I’m old enough, and I daresay, wise enough, to know they’ve all made mistakes, some of them disastrous. It’s a bit of a disappointment to me that they don’t talk more about those mistakes. I’m convinced we learn from our mistakes more deeply than from our successes. I’m not advocating for constant failure, but I do think it is really valuable to study mistakes and failures as well as successes, especially if those mistakes are our own.
In the spirit of that point of view, let me share with you a series of my own mistakes over the years and what I learned from them. As you read through these, if you find yourself saying, “What was he thinking?”, then I’m pleased you have the wisdom to avoid my mistakes. Or, if you find yourself saying, “Oh yeah, I’ve done that, it sucked, and I won’t do it again”, then I’m also pleased you learned something from your own mistake, too. If, however, you find yourself saying, “I hadn’t thought about that before”, then I will be triply pleased that perhaps you can be on the watch for that particular blunder and make a choice different and better than my own. So here you are….
Revolving Credit Card Debt
That’s right, with the possible exception of payday lending and rent-to-own schemes, having month-to-month revolving credit card debt is enough to cause any personal finance pundit to spit on the ground. And yet, I’ve been there. In fact, it was so bad at one point that I got worried about making the minimum payment and had to shift the debt over to a series of other cards with zero interest introductory rates to avoid defaulting.
And you know why I’m sympathetic with other folks that get into the same situation? Because it happened gradually, punctuated by a single particularly bad decision that pushed me over the desperate edge.
How It Happened
What happened was a series of unexpected medium-sized expenses capped off by a big discretionary expense. My ex-wife had been commuting to law school in another city, about an hour drive. Unfortunately, by wintertime, the commute became untenable due to driving conditions. We clearly needed to get her a place to stay there during the week while school was in session. That required a security deposit, a month’s rent, and some miscellaneous expenses to set up a residence for her. No problem, we had a little cash reserve for times like those. It covered most of it and the rest I put on a credit card, intending to pay it off in a month. So far, so good, I guessed.
However, at that point, we already had a vacation planned for several months in the future, most of which was pre-paid, but not all. I had been counting on putting cash away over those months to pay for the remainder of the vacation. But, of course, that didn’t happen.
Living apart for most of the week and maintaining two residences (even two apartments) turned out to be more expensive than we thought. We were single earner at that point and I was traveling a lot with my job, so no real opportunities for side income.
The interest rate on the card was typical for those years – high teens as I recall. The minimum payments were manageable, but I wasn’t making much headway on the principal. I’m sure the credit card company was loving me. I remember being pissed off about it, but our cashflow was insufficient to make much headway paying it off.

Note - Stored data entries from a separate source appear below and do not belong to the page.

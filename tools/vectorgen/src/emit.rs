// tools/vectorgen/src/emit.rs
// Trap entry stubs and vector table emission
// ============================================================================
// Copyright (c) 2025 Cartesian School - Siergej Sobolewski
// SPDX-License-Identifier: BSD-3-Clause

use std::io::Write;

use bitflags::bitflags;
use tool_log::tlog_debug;

use crate::config::GenConfig;
use crate::error::Result;
use crate::vectors::{self, VECTOR_COUNT};

const SUBSYS: &str = "vectorgen";

bitflags! {
    /// Parts of the listing to write. `Sections::all()` is the full file.
    #[derive(Clone, Copy, Debug, PartialEq, Eq)]
    pub struct Sections: u8 {
        /// Generated-file banner and the shared entry declaration.
        const HEADER = 1 << 0;
        /// One stub per vector, in the current (text) section.
        const STUBS = 1 << 1;
        /// Data section switch and the table of stub addresses.
        const TABLE = 1 << 2;
    }
}

/// Emits the per-vector entry stubs and the `vectors` address table.
///
/// Every stub leaves the same two words on the stack for the shared entry
/// (error code, then trap number): vectors where the CPU already pushed an
/// error code get only the trap number, all others get a zero first.
#[derive(Clone, Copy, Debug)]
pub struct VectorTableGenerator {
    config: GenConfig,
}

impl VectorTableGenerator {
    pub fn new(config: GenConfig) -> Result<Self> {
        config.validate()?;
        Ok(Self { config })
    }

    #[must_use]
    pub fn config(&self) -> &GenConfig {
        &self.config
    }

    #[must_use]
    pub fn stub_symbol(&self, vector: u8) -> String {
        format!("{}{}", self.config.stub_prefix, vector)
    }

    pub fn emit<W: Write>(&self, out: &mut W, sections: Sections) -> Result<()> {
        if sections.contains(Sections::HEADER) {
            self.write_header(out)?;
        }
        if sections.contains(Sections::STUBS) {
            for v in vectors::all() {
                self.write_stub(out, v)?;
            }
        }
        if sections.contains(Sections::TABLE) {
            self.write_table(out)?;
        }
        tlog_debug!(SUBSYS, "emitted {:?} for {} vectors", sections, VECTOR_COUNT);
        Ok(())
    }

    /// Full listing as a string.
    #[must_use]
    pub fn render(&self) -> String {
        let mut buf = Vec::with_capacity(VECTOR_COUNT * 64);
        // Writes into a Vec cannot fail
        let _ = self.emit(&mut buf, Sections::all());
        String::from_utf8_lossy(&buf).into_owned()
    }

    fn write_header<W: Write>(&self, out: &mut W) -> Result<()> {
        writeln!(out, "{}", self.config.header)?;
        writeln!(out, ".globl {}", self.config.entry_symbol)?;
        Ok(())
    }

    fn write_stub<W: Write>(&self, out: &mut W, vector: u8) -> Result<()> {
        let cfg = &self.config;
        let sym = self.stub_symbol(vector);

        writeln!(out, ".globl {}", sym)?;
        writeln!(out, "{}:", sym)?;
        if vectors::pushes_synthetic_error_code(vector) {
            writeln!(out, "{}{} $0", cfg.indent, cfg.push)?;
        }
        writeln!(out, "{}{} ${}", cfg.indent, cfg.push, vector)?;
        writeln!(out, "{}{} {}", cfg.indent, cfg.jump, cfg.entry_symbol)?;
        Ok(())
    }

    fn write_table<W: Write>(&self, out: &mut W) -> Result<()> {
        let cfg = &self.config;

        writeln!(out)?;
        writeln!(out, "{}", cfg.data_section)?;
        writeln!(out, ".globl {}", cfg.table_symbol)?;
        writeln!(out, "{}:", cfg.table_symbol)?;
        for v in vectors::all() {
            writeln!(out, "{}{} {}", cfg.indent, cfg.pointer, self.stub_symbol(v))?;
        }
        Ok(())
    }
}

impl Default for VectorTableGenerator {
    fn default() -> Self {
        Self {
            config: GenConfig::default(),
        }
    }
}

/// Write the complete default listing.
pub fn generate<W: Write>(out: &mut W) -> Result<()> {
    VectorTableGenerator::default().emit(out, Sections::all())
}
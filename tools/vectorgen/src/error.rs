//! Project: GuardBSD Winter Saga version 1.0.0
//! Package: vectorgen
//! Copyright © 2025 Cartesian School. Developed by Siergej Sobolewski.
//! License: BSD-3-Clause
//!
//! Error handling for the trap vector generator.

use core::fmt;
use std::io;

#[derive(Debug, Clone, Copy, PartialEq, Eq)]
pub enum Error {
    /// Writing the listing failed.
    Io(io::ErrorKind),
    /// Named configuration field is not a usable assembler symbol.
    InvalidSymbol(&'static str),
    /// Named configuration field is not a single directive/mnemonic token.
    InvalidDirective(&'static str),
}

impl Error {
    #[must_use]
    pub fn is_io(&self) -> bool {
        matches!(self, Error::Io(_))
    }
}

impl fmt::Display for Error {
    fn fmt(&self, f: &mut fmt::Formatter<'_>) -> fmt::Result {
        match self {
            Error::Io(kind) => write!(f, "write failed: {}", kind),
            Error::InvalidSymbol(field) => write!(f, "invalid symbol in `{}`", field),
            Error::InvalidDirective(field) => write!(f, "invalid directive in `{}`", field),
        }
    }
}

impl std::error::Error for Error {}

impl From<io::Error> for Error {
    fn from(err: io::Error) -> Self {
        Error::Io(err.kind())
    }
}

pub type Result<T> = core::result::Result<T, Error>;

Then the vacation arrived. We should have cancelled it, taken our lumps on the nonrefundable portion and gone about our lives. But, we didn’t. We went, charged up even more on the credit card, and came home to an even bigger balance and minimum payment. I know – dumb, dumb, dumb. I told you I have made bad decisions and that was a big one. That’s where the shuffling balances around to introductory zero rate cards came in. I was really pissed off then.
It took me almost 18 months to pay it off and I chose to compromise my 401(k) savings while I did so (another mistake).
There were several lessons I learned from this experience:
- Make sure I have a sufficient cash reserve to cover moderate unanticipated expenses. Not having a sufficient reserve caused me to seek “creative” methods for covering the expenses. And anytime someone uses the word “creative” around money, it usually means debt. I ended up accumulating more cash for that reserve, but it took years. I’m very unlikely to be in this situation again due to our current cash reserve and other available assets for covering unexpected expenses, but it took lots of saving discipline to get here.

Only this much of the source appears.